В конце улицы была бойня, и часто мимо нашего дома гнали овец. Как-то одна из них вырвалась из стада и побежала по улице, к великому восторгу прохожих. Я тоже смеялся, глядя, как мечется в панике овца,— мне это показалось очень забавным. Но когда ее поймали и повели на бойню, я вдруг понял ужас происходившего и помчался домой к маме: «Они ее убьют! Они ее убьют»,— кричал я, обливаясь слезами. Этот жестокий весенний вечер и смешная погоня за овцой так и не выходят у меня из головы. Иногда я думаю: может быть, этот эпизод и определил суть моих будущих фильмов, соединивших в себе трагедию и комедию жизни.
Начало
Через год после моего рождения родители разошлись. Когда я делал что-нибудь не так, мама печально говорила: «Ты кончишь в сточной канаве, как твой отец». Тридцати семи лет он умер от алкоголизма.
Еще долго я носил на руке черный креп. Знак траура оказался очень выгодным. Однажды в субботу я решил заняться коммерцией и стал продавать цветы. Я входил в паб и грустно предлагал: «Нарциссы, мисс?» Женщины, увидев траурную повязку, неизменно спрашивали: «Кто у тебя умер, сынок?» Я тихонько шептал: «Папа»,— и они давали больше, чем я просил. Но мама не могла допустить, чтобы ее сын торговал по кабакам: «Пьянство сгубило твоего отца, такие деньги счастья не принесут»,— сказала она и запретила торговать цветами.
Своим первым выступлением на сцене я обязан несчастью, случившемуся с мамой. Мне исполнилось пять лет, когда у мамы стал пропадать голос. По вечерам ей не с кем было меня оставить, и она брала меня с собой в театр. В то время мама выступала в Олдершоте, в грязном захудалом театрике, основными зрителями которого были солдаты местного гарнизона.

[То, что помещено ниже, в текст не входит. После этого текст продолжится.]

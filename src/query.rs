use url::Url;

pub fn get_param(url: &Url, name: &str) -> Option<String> {
    url.query_pairs()
        .find(|(key, _)| key == name)
        .map(|(_, value)| value.into_owned())
}

pub fn has_param(url: &Url, name: &str) -> bool {
    url.query_pairs().any(|(key, _)| key == name)
}

pub fn set_param(url: &Url, name: &str, value: &str) -> Url {
    let mut pairs = owned_pairs(url);
    let mut replaced = false;
    pairs.retain_mut(|(key, existing)| {
        if key != name {
            return true;
        }
        if replaced {
            return false;
        }
        *existing = value.to_string();
        replaced = true;
        true
    });
    if !replaced {
        pairs.push((name.to_string(), value.to_string()));
    }
    with_pairs(url, &pairs)
}

pub fn delete_param(url: &Url, name: &str) -> Url {
    let mut pairs = owned_pairs(url);
    pairs.retain(|(key, _)| key != name);
    with_pairs(url, &pairs)
}

fn owned_pairs(url: &Url) -> Vec<(String, String)> {
    url.query_pairs()
        .map(|(key, value)| (key.into_owned(), value.into_owned()))
        .collect()
}

fn with_pairs(url: &Url, pairs: &[(String, String)]) -> Url {
    let mut next = url.clone();
    if pairs.is_empty() {
        next.set_query(None);
        return next;
    }
    next.query_pairs_mut().clear().extend_pairs(pairs);
    next
}

#[cfg(test)]
mod tests {
    use super::*;

    fn url(raw: &str) -> Url {
        Url::parse(raw).unwrap()
    }

    #[test]
    fn set_replaces_in_place_and_keeps_order() {
        let updated = set_param(&url("https://a.test/s?q=cats&tbs=old&hl=en"), "tbs", "new");
        assert_eq!(updated.query(), Some("q=cats&tbs=new&hl=en"));
    }

    #[test]
    fn set_appends_missing_and_collapses_duplicates() {
        let appended = set_param(&url("https://a.test/s?q=cats"), "tbs", "x");
        assert_eq!(appended.query(), Some("q=cats&tbs=x"));

        let collapsed = set_param(&url("https://a.test/s?q=a&q=b"), "q", "c");
        assert_eq!(collapsed.query(), Some("q=c"));
    }

    #[test]
    fn values_are_form_encoded() {
        let updated = set_param(&url("https://a.test/s"), "q", "cats since:2024-01-01");
        assert_eq!(get_param(&updated, "q").as_deref(), Some("cats since:2024-01-01"));
        assert!(updated.as_str().contains("cats+since%3A2024-01-01"));
    }

    #[test]
    fn delete_removes_every_occurrence() {
        let updated = delete_param(&url("https://a.test/r?sp=1&search_query=x&sp=2"), "sp");
        assert_eq!(updated.query(), Some("search_query=x"));
        assert!(!has_param(&updated, "sp"));

        let emptied = delete_param(&url("https://a.test/r?sp=1"), "sp");
        assert_eq!(emptied.as_str(), "https://a.test/r");
    }
}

Эта грубая публика любила поиздеваться над актерами, поэтому гастроли в Олдершоте воспринимались всеми как пытка.
Я помню, что стоял за кулисами, как вдруг голос у мамы сорвался. Зрители стали смеяться, кто-то запел фальшивым фальцетом, кто-то замяукал. Все это было странно, и я не совсем понимал, что происходит. Но шум все усиливался, и мама убежала со сцены, потом она ругалась с директором. Неожиданно тот схватил меня за руку, вывел на сцену и оставил там одного. И вот при ярком свете огней рампы, за которой в табачном дыму виднелись лица зрителей, я начал петь популярную тогда песенку «Джек Джонс» под оркестр, который никак не мог под меня подстроиться. Зрители хохотали, и не успел я допеть до середины, как на сцену посыпались монетки. Я тут же бросил петь и объявил, что сначала соберу деньги, а уж потом допою. Моя реплика вызвала взрыв хохота. Директор вышел на сцену с платком и помог мне поскорее собрать монетки. Я испугался, что он присвоит их себе. Зрители заметили мой испуг и расхохотались как сумасшедшие, я же бросился вслед за директором, чтобы удостовериться, что он отдаст деньги маме. Я чувствовал себя на сцене как дома, свободно болтал с публикой, танцевал, гримасничал, подражая известным певцам, в том числе и маме, исполнив ее любимый ирландский марш. Повторяя припев, я, не ведая что творю, изобразил, как у нее срывается голос, и очень удивился, что это вызвало у всех бурю восторга. Зрители хохотали, аплодировали и снова бросали монетки на сцену. Потом вышла мама и под громовые аплодисменты утащила меня за кулисы. Это было моим первым выступлением и последним — моей мамы.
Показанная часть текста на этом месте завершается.